I have gone through the lengthy report. To be honest, there is nothing new in it. Hindenburg only pieced together old reports, old letters, old emails and old media coverage and came up with a lengthy volume. Then, it spiced it up by adding conversations with those quoted in the old correspondence and media. That's it. At best, it can be described as a highly speculative report.
Taking cue from the report, the Opposition parties, especially the Congress, mounted a concerted attack on the Adani group and also on Modi.
Some global entities also came out with adverse reports against the group and its promoters. The result-share prices of Adani group companies tumbled. Till date, the group has lost over $142 billion (nearly Rs 12 lakh crore) in market capitalisation.
Gautam Adani's wealth nosedived by $81 billion to $40 billion and he slipped to 30th place in Bloomberg Billionaires Index as on Sunday. Retail investors also took a big hit. However, short seller Hindenburg Research and its associates obviously made a fortune from the crisis. And all has happened in a matter of a month!

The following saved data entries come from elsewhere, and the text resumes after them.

use core::marker::PhantomData;

use crate::bridge::{error::BridgeError, storage::Bridge, types::TimerConfig};

/// Fixed identity and reset values of a unit.
#[derive(Debug, Clone, Copy, PartialEq, Eq)]
pub struct BridgeConfig {
    /// Value of the `ID` register.
    pub id: u32,
    /// Value of the `VERSION` register.
    pub version: u32,
    /// Timer configuration restored on control-domain reset.
    pub timer_reset: TimerConfig,
}

impl BridgeConfig {
    /// "GTRK"
    pub const DEFAULT_ID: u32 = 0x4754_524B;
    pub const DEFAULT_VERSION: u32 = 0x0001_0000;
}

impl Default for BridgeConfig {
    fn default() -> Self {
        Self {
            id: Self::DEFAULT_ID,
            version: Self::DEFAULT_VERSION,
            timer_reset: TimerConfig::default(),
        }
    }
}

// Builder states
pub struct NeedDepth;
pub struct Ready;

/// Typestate builder for [`Bridge`].
///
/// The synchronizer depth must be chosen first, either explicitly with
/// [`sync_depth`](BridgeBuilder::sync_depth) or with
/// [`default_depth`](BridgeBuilder::default_depth) (two stages).
///
/// ```
/// use gnss_track_bridge::prelude::*;
///
/// let bridge = BridgeBuilder::new()
///     .sync_depth::<3>()
///     .identity(0x1234_5678, 2)
///     .timer_defaults(16_368, true)
///     .build()
///     .unwrap();
/// assert_eq!(bridge.config().id, 0x1234_5678);
/// ```
pub struct BridgeBuilder<const D: usize, State> {
    config: BridgeConfig,
    _phantom: PhantomData<State>,
}

impl BridgeBuilder<0, NeedDepth> {
    pub fn new() -> Self {
        BridgeBuilder {
            config: BridgeConfig::default(),
            _phantom: PhantomData,
        }
    }

    /// Set the synchronizer depth in destination ticks.
    ///
    /// A depth of zero is rejected at compile time.
    pub fn sync_depth<const D: usize>(self) -> BridgeBuilder<D, Ready> {
        BridgeBuilder {
            config: self.config,
            _phantom: PhantomData,
        }
    }

    /// Use the usual two-stage synchronizer.
    pub fn default_depth(self) -> BridgeBuilder<2, Ready> {
        self.sync_depth::<2>()
    }
}

impl Default for BridgeBuilder<0, NeedDepth> {
    fn default() -> Self {
        Self::new()
    }
}

impl<const D: usize> BridgeBuilder<D, Ready> {
    /// Values returned by the `ID` and `VERSION` registers.
    pub fn identity(mut self, id: u32, version: u32) -> Self {
        self.config.id = id;
        self.config.version = version;
        self
    }

    /// Timer configuration restored on control-domain reset.
    pub fn timer_defaults(mut self, period: u32, enabled: bool) -> Self {
        self.config.timer_reset = TimerConfig { period, enabled };
        self
    }

    /// Build the bridge.
    ///
    /// # Errors
    /// [`BridgeError::InvalidConfig`] if the identification constant is zero,
    /// which would be indistinguishable from an unmapped read.
    pub fn build(self) -> Result<Bridge<D>, BridgeError> {
        if self.config.id == 0 {
            return Err(BridgeError::InvalidConfig(
                "identification constant must be non-zero",
            ));
        }
        Ok(Bridge::new(self.config))
    }
}
/// Declares the fixed single-register addresses of the unit.
///
/// For every `name = offset, Access;` entry this generates an upper-case
/// offset constant, a camel-case [`Register`](super::map::Register) variant
/// and the matching arms of `offset()`, `access()` and `decode()`.
macro_rules! register_map {
    ($( $(#[$meta:meta])* $name:ident = $offset:literal, $access:ident; )*) => {
        paste::paste! {
            $(
                $(#[$meta])*
                pub const [<$name:upper>]: u16 = $offset;
            )*

            /// Fixed single-register addresses of the unit.
            #[derive(Debug, Clone, Copy, PartialEq, Eq)]
            pub enum Register {
                $( $(#[$meta])* [<$name:camel>], )*
            }

            impl Register {
                /// Every fixed register, in address order.
                pub const ALL: &'static [Register] = &[$( Register::[<$name:camel>], )*];

                /// Byte offset relative to the unit's base.
                pub const fn offset(self) -> u16 {
                    match self {
                        $( Register::[<$name:camel>] => $offset, )*
                    }
                }

                pub const fn access(self) -> Access {
                    match self {
                        $( Register::[<$name:camel>] => Access::$access, )*
                    }
                }

                /// Looks up the register at `offset`, if any.
                pub const fn decode(offset: u16) -> Option<Self> {
                    match offset {
                        $( $offset => Some(Register::[<$name:camel>]), )*
                        _ => None,
                    }
                }
            }
        }
    };
}

pub(super) use register_map;
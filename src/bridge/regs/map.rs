//! Register map of the unit.
//!
//! All registers are 32 bits wide; offsets are relative to the unit's base.

use arbitrary_int::u11;

use super::macros::register_map;

/// Access semantics of a register.
#[derive(Debug, Clone, Copy, PartialEq, Eq)]
pub enum Access {
    ReadOnly,
    ReadWrite,
    WriteOnly,
    /// Readable; writing 1 to a bit requests its clear.
    WriteOneToClear,
}

register_map! {
    /// Fixed identification constant.
    id = 0x0000, ReadOnly;
    /// Fixed version constant.
    version = 0x0004, ReadOnly;
    /// Timer period in sampling-domain ticks.
    timer_period = 0x0008, ReadWrite;
    /// Bit 0: timer enable.
    control = 0x000C, ReadWrite;
    /// Timer events observed in the control domain.
    tic_count = 0x0010, ReadOnly;
    /// Bit 0: tic seen, bit 1: dump seen.
    status = 0x0014, WriteOneToClear;
    /// 8-bit PRN; zero disables the channel.
    ch_prn = 0x0020, ReadWrite;
    /// Carrier phase increment.
    ch_carr_incr = 0x0024, ReadWrite;
    /// Code phase increment.
    ch_code_incr = 0x0028, ReadWrite;
    /// 11-bit slew magnitude.
    ch_slew_amount = 0x002C, ReadWrite;
    /// Bit 0 set flips the slew-request toggle.
    ch_slew_request = 0x0030, WriteOnly;
    /// Derived channel enable.
    ch_enable = 0x0034, ReadOnly;
}

/// First byte of the channel window region.
pub const WINDOW_BASE: u16 = 0x0100;
/// Size of one channel window.
pub const WINDOW_STRIDE: u16 = 0x0040;
/// End (exclusive) of the channel window region.
pub const WINDOW_END: u16 = 0x1000;
/// Number of populated channel windows.
pub const WINDOW_CHANNELS: u16 = 1;

/// Word offsets inside a channel window.
#[derive(Debug, Clone, Copy, PartialEq, Eq)]
#[repr(u16)]
pub enum WindowField {
    DumpSequence = 0x00,
    EarlyI = 0x04,
    EarlyQ = 0x08,
    PromptI = 0x0C,
    PromptQ = 0x10,
    LateI = 0x14,
    LateQ = 0x18,
    DumpEpoch = 0x1C,
    MeasurementSequence = 0x20,
    MeasurementEpoch = 0x24,
    CodePhase = 0x28,
    CodeNcoPhase = 0x2C,
    CarrierCycle = 0x30,
    CarrierNcoPhase = 0x34,
}

impl WindowField {
    pub const fn decode(offset: u16) -> Option<Self> {
        Some(match offset {
            0x00 => WindowField::DumpSequence,
            0x04 => WindowField::EarlyI,
            0x08 => WindowField::EarlyQ,
            0x0C => WindowField::PromptI,
            0x10 => WindowField::PromptQ,
            0x14 => WindowField::LateI,
            0x18 => WindowField::LateQ,
            0x1C => WindowField::DumpEpoch,
            0x20 => WindowField::MeasurementSequence,
            0x24 => WindowField::MeasurementEpoch,
            0x28 => WindowField::CodePhase,
            0x2C => WindowField::CodeNcoPhase,
            0x30 => WindowField::CarrierCycle,
            0x34 => WindowField::CarrierNcoPhase,
            _ => return None,
        })
    }

    /// Absolute offset of this field in the window of `channel`.
    pub const fn address(self, channel: u16) -> u16 {
        WINDOW_BASE + channel * WINDOW_STRIDE + self as u16
    }
}

/// What an address decodes to.
#[derive(Debug, Clone, Copy, PartialEq, Eq)]
pub enum Target {
    Fixed(Register),
    Window { channel: u16, field: WindowField },
    Unmapped,
}

impl Target {
    pub const fn decode(addr: u16) -> Self {
        if let Some(reg) = Register::decode(addr) {
            return Target::Fixed(reg);
        }
        if addr >= WINDOW_BASE && addr < WINDOW_END {
            let rel = addr - WINDOW_BASE;
            let channel = rel / WINDOW_STRIDE;
            if channel < WINDOW_CHANNELS {
                if let Some(field) = WindowField::decode(rel % WINDOW_STRIDE) {
                    return Target::Window { channel, field };
                }
            }
        }
        Target::Unmapped
    }
}

#[bitbybit::bitfield(u32, default = 0x0)]
#[derive(Debug, PartialEq, Eq)]
pub struct StatusReg {
    #[bit(1, rw)]
    dump_seen: bool,
    #[bit(0, rw)]
    tic_seen: bool,
}

#[bitbybit::bitfield(u32, default = 0x0)]
#[derive(Debug, PartialEq, Eq)]
pub struct ControlReg {
    #[bit(0, rw)]
    timer_enable: bool,
}

#[bitbybit::bitfield(u32, default = 0x0)]
#[derive(Debug, PartialEq, Eq)]
pub struct PrnReg {
    #[bits(0..=7, rw)]
    prn: u8,
}

#[bitbybit::bitfield(u32, default = 0x0)]
#[derive(Debug, PartialEq, Eq)]
pub struct SlewAmountReg {
    #[bits(0..=10, rw)]
    amount: u11,
}

#[bitbybit::bitfield(u32, default = 0x0)]
#[derive(Debug, PartialEq, Eq)]
pub struct SlewRequestReg {
    #[bit(0, rw)]
    request: bool,
}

The moot question now is whether Adani and his diversified group will survive the biggest crisis in India's corporate history. It goes without saying that the group is also facing some serious allegations. And it's not easy for it to come clean. However, the group controls a fourth of India's port operations, nearly a third of the country's airport operations and a significant chunk of power generation and distribution. Therefore, any adverse impact on the Adani group will reverberate across the Indian economy. That's an undeniable fact. It is not to say that the Indian economy cannot withstand the shock. But the impact will be visible, far and wide.
All said and done, Adani group will come out of this crisis if its business fundamentals are strong. Nothing else!
Gautam Adani's business acumen will also be put to severe test as he is under a siege now. Only time will tell whether he will fight back and return to the growth track.
If that happens, one hopes that he will refrain from questionable deals in future in typical exhibition of the ‘once bitten twice shy’ syndrome.